• Your assignment: The data that follows should be copied out exactly.

Segment Open

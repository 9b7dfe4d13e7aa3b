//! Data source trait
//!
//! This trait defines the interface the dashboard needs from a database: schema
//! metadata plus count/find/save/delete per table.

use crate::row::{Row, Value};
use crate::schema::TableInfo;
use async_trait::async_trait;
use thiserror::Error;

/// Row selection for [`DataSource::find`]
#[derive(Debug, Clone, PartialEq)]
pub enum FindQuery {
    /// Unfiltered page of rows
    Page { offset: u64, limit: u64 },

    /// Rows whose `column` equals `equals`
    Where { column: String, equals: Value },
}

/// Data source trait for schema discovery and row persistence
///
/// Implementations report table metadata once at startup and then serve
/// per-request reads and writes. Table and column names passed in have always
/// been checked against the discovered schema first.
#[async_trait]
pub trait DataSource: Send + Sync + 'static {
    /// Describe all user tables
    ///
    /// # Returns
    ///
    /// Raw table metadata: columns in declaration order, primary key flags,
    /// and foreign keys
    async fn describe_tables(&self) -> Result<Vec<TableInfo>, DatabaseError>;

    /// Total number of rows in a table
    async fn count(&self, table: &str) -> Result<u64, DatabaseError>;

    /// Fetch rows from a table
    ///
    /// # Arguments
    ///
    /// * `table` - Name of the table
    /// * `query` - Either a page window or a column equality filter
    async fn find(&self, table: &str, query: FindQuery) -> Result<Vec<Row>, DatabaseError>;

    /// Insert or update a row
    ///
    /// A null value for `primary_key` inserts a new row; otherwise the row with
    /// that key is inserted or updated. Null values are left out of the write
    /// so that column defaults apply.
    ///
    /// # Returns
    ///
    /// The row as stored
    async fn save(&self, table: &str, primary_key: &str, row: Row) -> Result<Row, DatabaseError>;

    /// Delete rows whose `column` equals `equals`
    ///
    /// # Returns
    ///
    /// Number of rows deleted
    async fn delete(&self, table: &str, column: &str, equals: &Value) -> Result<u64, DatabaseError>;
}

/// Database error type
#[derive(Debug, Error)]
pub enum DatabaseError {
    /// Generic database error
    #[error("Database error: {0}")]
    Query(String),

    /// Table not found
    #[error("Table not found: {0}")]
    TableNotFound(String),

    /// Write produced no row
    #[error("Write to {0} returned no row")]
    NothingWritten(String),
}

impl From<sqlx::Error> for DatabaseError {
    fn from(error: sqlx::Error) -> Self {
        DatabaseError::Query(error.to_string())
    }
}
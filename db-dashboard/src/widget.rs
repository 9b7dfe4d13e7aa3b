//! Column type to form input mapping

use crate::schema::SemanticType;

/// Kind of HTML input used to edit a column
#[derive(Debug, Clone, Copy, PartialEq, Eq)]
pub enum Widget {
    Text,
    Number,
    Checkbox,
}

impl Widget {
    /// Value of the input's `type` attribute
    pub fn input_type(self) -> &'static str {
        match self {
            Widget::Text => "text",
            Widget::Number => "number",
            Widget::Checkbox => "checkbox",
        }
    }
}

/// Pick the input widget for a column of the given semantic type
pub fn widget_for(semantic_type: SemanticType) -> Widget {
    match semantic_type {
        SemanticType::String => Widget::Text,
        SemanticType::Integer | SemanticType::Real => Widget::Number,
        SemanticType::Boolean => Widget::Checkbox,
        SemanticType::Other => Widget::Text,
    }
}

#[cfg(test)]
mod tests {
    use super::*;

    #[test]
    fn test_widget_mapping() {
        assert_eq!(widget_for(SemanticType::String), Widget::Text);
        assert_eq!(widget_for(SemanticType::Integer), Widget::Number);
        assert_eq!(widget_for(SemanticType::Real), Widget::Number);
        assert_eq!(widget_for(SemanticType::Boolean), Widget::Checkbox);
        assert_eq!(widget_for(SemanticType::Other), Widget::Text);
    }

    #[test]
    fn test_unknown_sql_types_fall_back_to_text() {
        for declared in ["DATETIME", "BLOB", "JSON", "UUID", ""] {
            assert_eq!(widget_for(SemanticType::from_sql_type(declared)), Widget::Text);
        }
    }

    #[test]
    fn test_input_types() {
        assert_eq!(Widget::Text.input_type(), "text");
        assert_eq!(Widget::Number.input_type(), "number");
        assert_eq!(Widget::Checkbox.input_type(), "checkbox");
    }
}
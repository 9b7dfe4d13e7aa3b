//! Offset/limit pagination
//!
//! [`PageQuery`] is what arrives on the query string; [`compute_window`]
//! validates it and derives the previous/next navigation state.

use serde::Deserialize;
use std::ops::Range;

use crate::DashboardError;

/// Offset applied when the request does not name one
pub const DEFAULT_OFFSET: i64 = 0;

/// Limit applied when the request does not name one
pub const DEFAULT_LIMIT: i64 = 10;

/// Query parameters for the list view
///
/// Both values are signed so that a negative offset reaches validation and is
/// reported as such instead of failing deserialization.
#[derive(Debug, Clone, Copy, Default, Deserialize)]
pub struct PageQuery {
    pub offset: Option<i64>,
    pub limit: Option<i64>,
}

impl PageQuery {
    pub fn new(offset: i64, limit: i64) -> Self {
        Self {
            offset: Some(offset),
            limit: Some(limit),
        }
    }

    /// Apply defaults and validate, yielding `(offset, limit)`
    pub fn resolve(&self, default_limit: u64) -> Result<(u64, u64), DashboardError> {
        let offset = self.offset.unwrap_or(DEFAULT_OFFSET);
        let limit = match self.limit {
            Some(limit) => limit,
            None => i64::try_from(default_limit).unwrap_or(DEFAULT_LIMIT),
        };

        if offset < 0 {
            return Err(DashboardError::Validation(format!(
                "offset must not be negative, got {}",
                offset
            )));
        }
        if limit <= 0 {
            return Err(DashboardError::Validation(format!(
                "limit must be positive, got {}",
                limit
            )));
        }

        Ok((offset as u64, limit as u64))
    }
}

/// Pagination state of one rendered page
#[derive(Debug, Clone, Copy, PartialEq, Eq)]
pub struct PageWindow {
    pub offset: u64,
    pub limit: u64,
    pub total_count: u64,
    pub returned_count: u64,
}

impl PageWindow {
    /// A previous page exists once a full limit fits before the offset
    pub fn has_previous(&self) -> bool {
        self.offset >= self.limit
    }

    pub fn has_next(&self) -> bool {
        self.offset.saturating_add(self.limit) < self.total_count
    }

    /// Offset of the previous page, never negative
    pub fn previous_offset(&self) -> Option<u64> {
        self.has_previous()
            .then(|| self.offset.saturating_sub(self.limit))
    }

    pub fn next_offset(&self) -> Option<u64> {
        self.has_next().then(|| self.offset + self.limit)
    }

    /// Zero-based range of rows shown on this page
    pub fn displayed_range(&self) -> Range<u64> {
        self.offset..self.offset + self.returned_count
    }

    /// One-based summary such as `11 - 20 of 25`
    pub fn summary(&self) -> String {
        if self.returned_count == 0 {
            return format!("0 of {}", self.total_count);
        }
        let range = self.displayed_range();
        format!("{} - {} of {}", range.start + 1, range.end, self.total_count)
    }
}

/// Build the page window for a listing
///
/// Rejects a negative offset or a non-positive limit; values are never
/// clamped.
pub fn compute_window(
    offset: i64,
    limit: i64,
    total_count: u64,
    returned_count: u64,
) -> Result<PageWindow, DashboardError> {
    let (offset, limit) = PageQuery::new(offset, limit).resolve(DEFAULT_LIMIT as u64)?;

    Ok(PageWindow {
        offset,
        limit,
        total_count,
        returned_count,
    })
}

Segment Closed

• Task answer:
repository 9b7dfe4d13e7aa3b
//! Data source trait
//!
//! This trait defines the interface the dashboard needs from a database: schema
//! metadata plus count/find/save/delete per table.

use crate::row::{Row, Value};
use crate::schema::TableInfo;
use async_trait::async_trait;
use thiserror::Error;

/// Row selection for [`DataSource::find`]
#[derive(Debug, Clone, PartialEq)]
pub enum FindQuery {
    /// Unfiltered page of rows
    Page { offset: u64, limit: u64 },

    /// Rows whose `column` equals `equals`
    Where { column: String, equals: Value },
}

/// Data source trait for schema discovery and row persistence
///
/// Implementations report table metadata once at startup and then serve
/// per-request reads and writes. Table and column names passed in have always
/// been checked against the discovered schema first.
#[async_trait]
pub trait DataSource: Send + Sync + 'static {
    /// Describe all user tables
    ///
    /// # Returns
    ///
    /// Raw table metadata: columns in declaration order, primary key flags,
    /// and foreign keys
    async fn describe_tables(&self) -> Result<Vec<TableInfo>, DatabaseError>;

    /// Total number of rows in a table
    async fn count(&self, table: &str) -> Result<u64, DatabaseError>;

    /// Fetch rows from a table
    ///
    /// # Arguments
    ///
    /// * `table` - Name of the table
    /// * `query` - Either a page window or a column equality filter
    async fn find(&self, table: &str, query: FindQuery) -> Result<Vec<Row>, DatabaseError>;

    /// Insert or update a row
    ///
    /// A null value for `primary_key` inserts a new row; otherwise the row with
    /// that key is inserted or updated. Null values are left out of the write
    /// so that column defaults apply.
    ///
    /// # Returns
    ///
    /// The row as stored
    async fn save(&self, table: &str, primary_key: &str, row: Row) -> Result<Row, DatabaseError>;

    /// Delete rows whose `column` equals `equals`
    ///
    /// # Returns
    ///
    /// Number of rows deleted
    async fn delete(&self, table: &str, column: &str, equals: &Value) -> Result<u64, DatabaseError>;
}

/// Database error type
#[derive(Debug, Error)]
pub enum DatabaseError {
    /// Generic database error
    #[error("Database error: {0}")]
    Query(String),

    /// Table not found
    #[error("Table not found: {0}")]
    TableNotFound(String),

    /// Write produced no row
    #[error("Write to {0} returned no row")]
    NothingWritten(String),
}

impl From<sqlx::Error> for DatabaseError {
    fn from(error: sqlx::Error) -> Self {
        DatabaseError::Query(error.to_string())
    }
}
filename db-dashboard/src/widget.rs
repository 9b7dfe4d13e7aa3b
//! Column type to form input mapping

use crate::schema::SemanticType;

/// Kind of HTML input used to edit a column
#[derive(Debug, Clone, Copy, PartialEq, Eq)]
pub enum Widget {
    Text,
    Number,
    Checkbox,
}

impl Widget {
    /// Value of the input's `type` attribute
    pub fn input_type(self) -> &'static str {
        match self {
            Widget::Text => "text",
            Widget::Number => "number",
            Widget::Checkbox => "checkbox",
        }
    }
}

/// Pick the input widget for a column of the given semantic type
pub fn widget_for(semantic_type: SemanticType) -> Widget {
    match semantic_type {
        SemanticType::String => Widget::Text,
        SemanticType::Integer | SemanticType::Real => Widget::Number,
        SemanticType::Boolean => Widget::Checkbox,
        SemanticType::Other => Widget::Text,
    }
}

#[cfg(test)]
mod tests {
    use super::*;

    #[test]
    fn test_widget_mapping() {
        assert_eq!(widget_for(SemanticType::String), Widget::Text);
        assert_eq!(widget_for(SemanticType::Integer), Widget::Number);
        assert_eq!(widget_for(SemanticType::Real), Widget::Number);
        assert_eq!(widget_for(SemanticType::Boolean), Widget::Checkbox);
        assert_eq!(widget_for(SemanticType::Other), Widget::Text);
    }

    #[test]
    fn test_unknown_sql_types_fall_back_to_text() {
        for declared in ["DATETIME", "BLOB", "JSON", "UUID", ""] {
            assert_eq!(widget_for(SemanticType::from_sql_type(declared)), Widget::Text);
        }
    }

    #[test]
    fn test_input_types() {
        assert_eq!(Widget::Text.input_type(), "text");
        assert_eq!(Widget::Number.input_type(), "number");
        assert_eq!(Widget::Checkbox.input_type(), "checkbox");
    }
}
repository 9b7dfe4d13e7aa3b
//! Offset/limit pagination
//!
//! [`PageQuery`] is what arrives on the query string; [`compute_window`]
//! validates it and derives the previous/next navigation state.

use serde::Deserialize;
use std::ops::Range;

use crate::DashboardError;

/// Offset applied when the request does not name one
pub const DEFAULT_OFFSET: i64 = 0;

/// Limit applied when the request does not name one
pub const DEFAULT_LIMIT: i64 = 10;

/// Query parameters for the list view
///
/// Both values are signed so that a negative offset reaches validation and is
/// reported as such instead of failing deserialization.
#[derive(Debug, Clone, Copy, Default, Deserialize)]
pub struct PageQuery {
    pub offset: Option<i64>,
    pub limit: Option<i64>,
}

impl PageQuery {
    pub fn new(offset: i64, limit: i64) -> Self {
        Self {
            offset: Some(offset),
            limit: Some(limit),
        }
    }

    /// Apply defaults and validate, yielding `(offset, limit)`
    pub fn resolve(&self, default_limit: u64) -> Result<(u64, u64), DashboardError> {
        let offset = self.offset.unwrap_or(DEFAULT_OFFSET);
        let limit = match self.limit {
            Some(limit) => limit,
            None => i64::try_from(default_limit).unwrap_or(DEFAULT_LIMIT),
        };

        if offset < 0 {
            return Err(DashboardError::Validation(format!(
                "offset must not be negative, got {}",
                offset
            )));
        }
        if limit <= 0 {
            return Err(DashboardError::Validation(format!(
                "limit must be positive, got {}",
                limit
            )));
        }

        Ok((offset as u64, limit as u64))
    }
}

/// Pagination state of one rendered page
#[derive(Debug, Clone, Copy, PartialEq, Eq)]
pub struct PageWindow {
    pub offset: u64,
    pub limit: u64,
    pub total_count: u64,
    pub returned_count: u64,
}

impl PageWindow {
    /// A previous page exists once a full limit fits before the offset
    pub fn has_previous(&self) -> bool {
        self.offset >= self.limit
    }

    pub fn has_next(&self) -> bool {
        self.offset.saturating_add(self.limit) < self.total_count
    }

    /// Offset of the previous page, never negative
    pub fn previous_offset(&self) -> Option<u64> {
        self.has_previous()
            .then(|| self.offset.saturating_sub(self.limit))
    }

    pub fn next_offset(&self) -> Option<u64> {
        self.has_next().then(|| self.offset + self.limit)
    }

    /// Zero-based range of rows shown on this page
    pub fn displayed_range(&self) -> Range<u64> {
        self.offset..self.offset + self.returned_count
    }

    /// One-based summary such as `11 - 20 of 25`
    pub fn summary(&self) -> String {
        if self.returned_count == 0 {
            return format!("0 of {}", self.total_count);
        }
        let range = self.displayed_range();
        format!("{} - {} of {}", range.start + 1, range.end, self.total_count)
    }
}

/// Build the page window for a listing
///
/// Rejects a negative offset or a non-positive limit; values are never
/// clamped.
pub fn compute_window(
    offset: i64,
    limit: i64,
    total_count: u64,
    returned_count: u64,
) -> Result<PageWindow, DashboardError> {
    let (offset, limit) = PageQuery::new(offset, limit).resolve(DEFAULT_LIMIT as u64)?;

    Ok(PageWindow {
        offset,
        limit,
        total_count,
        returned_count,
    })
}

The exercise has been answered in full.